### Task to complete:
The answer must be every line of the records below that holds the word "self".
=======
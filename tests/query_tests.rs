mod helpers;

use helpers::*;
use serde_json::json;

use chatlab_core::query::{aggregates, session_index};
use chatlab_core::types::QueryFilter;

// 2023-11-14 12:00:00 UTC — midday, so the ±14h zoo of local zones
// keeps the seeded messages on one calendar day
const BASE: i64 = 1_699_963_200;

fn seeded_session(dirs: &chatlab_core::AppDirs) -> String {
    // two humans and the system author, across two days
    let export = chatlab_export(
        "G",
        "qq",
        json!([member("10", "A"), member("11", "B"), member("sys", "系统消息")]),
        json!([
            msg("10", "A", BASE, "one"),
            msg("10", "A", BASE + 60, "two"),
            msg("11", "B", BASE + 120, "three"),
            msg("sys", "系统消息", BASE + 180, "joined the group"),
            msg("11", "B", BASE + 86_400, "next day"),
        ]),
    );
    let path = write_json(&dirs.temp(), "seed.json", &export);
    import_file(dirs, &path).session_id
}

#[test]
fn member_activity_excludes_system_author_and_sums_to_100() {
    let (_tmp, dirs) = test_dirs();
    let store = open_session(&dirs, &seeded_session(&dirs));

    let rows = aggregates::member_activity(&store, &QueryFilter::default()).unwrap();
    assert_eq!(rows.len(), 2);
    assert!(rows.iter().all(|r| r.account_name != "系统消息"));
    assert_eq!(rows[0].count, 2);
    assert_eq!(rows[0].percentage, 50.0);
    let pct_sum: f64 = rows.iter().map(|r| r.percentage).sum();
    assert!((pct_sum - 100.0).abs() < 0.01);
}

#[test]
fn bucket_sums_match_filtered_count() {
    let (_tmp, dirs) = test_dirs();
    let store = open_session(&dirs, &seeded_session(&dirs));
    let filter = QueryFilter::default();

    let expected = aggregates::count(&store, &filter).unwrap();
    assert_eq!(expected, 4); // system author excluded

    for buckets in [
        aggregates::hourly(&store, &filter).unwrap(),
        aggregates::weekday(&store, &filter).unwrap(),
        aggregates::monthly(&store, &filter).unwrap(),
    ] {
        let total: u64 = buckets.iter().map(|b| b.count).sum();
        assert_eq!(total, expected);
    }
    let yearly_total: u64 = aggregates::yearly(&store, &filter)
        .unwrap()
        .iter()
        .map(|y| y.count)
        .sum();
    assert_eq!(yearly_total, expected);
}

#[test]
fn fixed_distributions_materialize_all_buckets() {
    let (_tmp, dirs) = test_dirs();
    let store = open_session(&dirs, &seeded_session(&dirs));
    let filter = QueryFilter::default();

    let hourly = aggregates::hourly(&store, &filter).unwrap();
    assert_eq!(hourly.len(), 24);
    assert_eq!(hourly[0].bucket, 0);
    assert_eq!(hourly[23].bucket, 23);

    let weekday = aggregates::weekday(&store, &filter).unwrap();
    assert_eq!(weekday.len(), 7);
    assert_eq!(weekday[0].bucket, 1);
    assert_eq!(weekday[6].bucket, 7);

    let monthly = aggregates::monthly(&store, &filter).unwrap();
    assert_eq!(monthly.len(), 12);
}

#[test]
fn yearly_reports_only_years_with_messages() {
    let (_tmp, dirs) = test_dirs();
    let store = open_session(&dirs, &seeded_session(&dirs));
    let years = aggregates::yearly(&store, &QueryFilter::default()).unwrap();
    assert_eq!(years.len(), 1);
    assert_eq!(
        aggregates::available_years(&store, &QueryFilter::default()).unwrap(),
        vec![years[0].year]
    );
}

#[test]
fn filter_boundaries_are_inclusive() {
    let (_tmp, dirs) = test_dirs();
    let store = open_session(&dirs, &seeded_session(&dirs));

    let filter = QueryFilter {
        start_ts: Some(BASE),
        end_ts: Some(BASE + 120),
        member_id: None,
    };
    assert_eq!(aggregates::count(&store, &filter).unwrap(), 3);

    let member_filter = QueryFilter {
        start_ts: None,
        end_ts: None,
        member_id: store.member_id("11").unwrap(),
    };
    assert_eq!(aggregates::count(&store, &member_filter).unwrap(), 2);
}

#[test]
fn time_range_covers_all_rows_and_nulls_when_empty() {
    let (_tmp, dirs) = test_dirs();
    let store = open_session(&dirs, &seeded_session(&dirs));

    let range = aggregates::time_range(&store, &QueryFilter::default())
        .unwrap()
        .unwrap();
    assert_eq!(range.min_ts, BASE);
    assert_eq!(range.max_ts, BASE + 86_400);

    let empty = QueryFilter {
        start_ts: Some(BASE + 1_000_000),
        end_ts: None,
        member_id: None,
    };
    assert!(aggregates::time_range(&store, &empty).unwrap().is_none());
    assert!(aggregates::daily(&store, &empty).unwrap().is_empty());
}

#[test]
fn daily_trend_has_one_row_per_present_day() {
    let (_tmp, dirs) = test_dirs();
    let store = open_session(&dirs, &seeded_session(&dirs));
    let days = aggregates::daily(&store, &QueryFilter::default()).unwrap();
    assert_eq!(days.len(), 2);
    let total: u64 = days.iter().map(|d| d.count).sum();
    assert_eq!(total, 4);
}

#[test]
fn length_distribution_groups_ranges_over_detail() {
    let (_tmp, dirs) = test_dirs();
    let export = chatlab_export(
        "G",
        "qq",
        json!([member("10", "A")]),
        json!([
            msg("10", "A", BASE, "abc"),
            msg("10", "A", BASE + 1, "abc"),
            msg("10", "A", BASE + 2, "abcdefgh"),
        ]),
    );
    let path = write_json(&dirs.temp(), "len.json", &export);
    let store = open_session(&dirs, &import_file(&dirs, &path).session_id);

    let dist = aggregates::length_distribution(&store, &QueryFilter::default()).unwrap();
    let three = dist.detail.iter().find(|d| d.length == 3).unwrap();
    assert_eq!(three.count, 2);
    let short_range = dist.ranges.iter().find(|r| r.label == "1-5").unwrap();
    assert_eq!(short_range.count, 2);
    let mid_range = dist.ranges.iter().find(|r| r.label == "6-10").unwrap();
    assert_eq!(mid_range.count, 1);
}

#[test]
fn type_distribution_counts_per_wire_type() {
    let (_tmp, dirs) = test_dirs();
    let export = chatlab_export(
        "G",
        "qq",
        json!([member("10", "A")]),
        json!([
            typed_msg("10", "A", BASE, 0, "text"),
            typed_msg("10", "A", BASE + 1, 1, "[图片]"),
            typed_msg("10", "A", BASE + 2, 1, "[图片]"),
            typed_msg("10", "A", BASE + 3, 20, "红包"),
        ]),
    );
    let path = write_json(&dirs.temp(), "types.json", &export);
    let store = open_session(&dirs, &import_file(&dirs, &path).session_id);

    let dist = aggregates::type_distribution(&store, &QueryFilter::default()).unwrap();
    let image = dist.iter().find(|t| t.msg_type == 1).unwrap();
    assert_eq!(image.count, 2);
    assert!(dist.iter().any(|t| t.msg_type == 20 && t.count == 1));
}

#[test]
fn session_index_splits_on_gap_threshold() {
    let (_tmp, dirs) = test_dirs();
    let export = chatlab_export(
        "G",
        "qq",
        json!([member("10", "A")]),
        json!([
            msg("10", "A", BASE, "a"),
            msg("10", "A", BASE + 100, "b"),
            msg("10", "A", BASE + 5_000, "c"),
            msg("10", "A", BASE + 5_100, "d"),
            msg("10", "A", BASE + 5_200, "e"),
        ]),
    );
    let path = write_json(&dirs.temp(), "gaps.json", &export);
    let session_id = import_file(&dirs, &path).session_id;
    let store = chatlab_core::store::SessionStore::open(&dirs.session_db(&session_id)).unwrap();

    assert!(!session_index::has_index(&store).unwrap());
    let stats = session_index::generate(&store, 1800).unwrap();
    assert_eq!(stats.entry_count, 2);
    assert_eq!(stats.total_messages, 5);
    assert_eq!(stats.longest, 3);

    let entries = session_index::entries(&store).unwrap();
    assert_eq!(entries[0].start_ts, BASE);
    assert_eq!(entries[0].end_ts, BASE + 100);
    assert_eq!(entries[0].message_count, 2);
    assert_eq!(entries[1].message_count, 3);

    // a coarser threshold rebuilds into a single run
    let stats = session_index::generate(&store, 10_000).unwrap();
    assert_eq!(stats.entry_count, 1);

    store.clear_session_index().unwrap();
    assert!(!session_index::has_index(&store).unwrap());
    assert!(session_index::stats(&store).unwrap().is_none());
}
=======
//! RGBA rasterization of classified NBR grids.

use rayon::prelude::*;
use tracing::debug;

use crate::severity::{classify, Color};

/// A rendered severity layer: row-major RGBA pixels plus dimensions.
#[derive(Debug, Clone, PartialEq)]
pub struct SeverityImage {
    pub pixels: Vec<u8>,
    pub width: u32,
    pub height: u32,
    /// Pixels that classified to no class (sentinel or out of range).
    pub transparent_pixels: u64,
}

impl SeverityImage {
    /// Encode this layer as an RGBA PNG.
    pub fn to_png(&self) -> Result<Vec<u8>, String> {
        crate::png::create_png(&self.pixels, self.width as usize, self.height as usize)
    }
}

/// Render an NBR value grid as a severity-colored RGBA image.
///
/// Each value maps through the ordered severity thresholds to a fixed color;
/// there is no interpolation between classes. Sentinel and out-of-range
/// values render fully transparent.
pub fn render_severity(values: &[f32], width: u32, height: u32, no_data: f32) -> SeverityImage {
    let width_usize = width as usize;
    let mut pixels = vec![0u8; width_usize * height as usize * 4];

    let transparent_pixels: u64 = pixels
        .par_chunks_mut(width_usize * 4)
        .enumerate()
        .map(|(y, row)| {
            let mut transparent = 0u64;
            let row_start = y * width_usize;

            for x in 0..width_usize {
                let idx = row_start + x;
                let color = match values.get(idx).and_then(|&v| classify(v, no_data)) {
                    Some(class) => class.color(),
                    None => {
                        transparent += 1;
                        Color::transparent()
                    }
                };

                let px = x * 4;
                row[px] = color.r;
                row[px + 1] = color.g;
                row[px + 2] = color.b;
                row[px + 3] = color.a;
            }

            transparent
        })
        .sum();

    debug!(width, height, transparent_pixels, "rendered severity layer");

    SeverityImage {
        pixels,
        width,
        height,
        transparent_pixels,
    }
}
=======
### The completed task:
    pub fn to_png(&self) -> Result<Vec<u8>, String> {
        crate::png::create_png(&self.pixels, self.width as usize, self.height as usize)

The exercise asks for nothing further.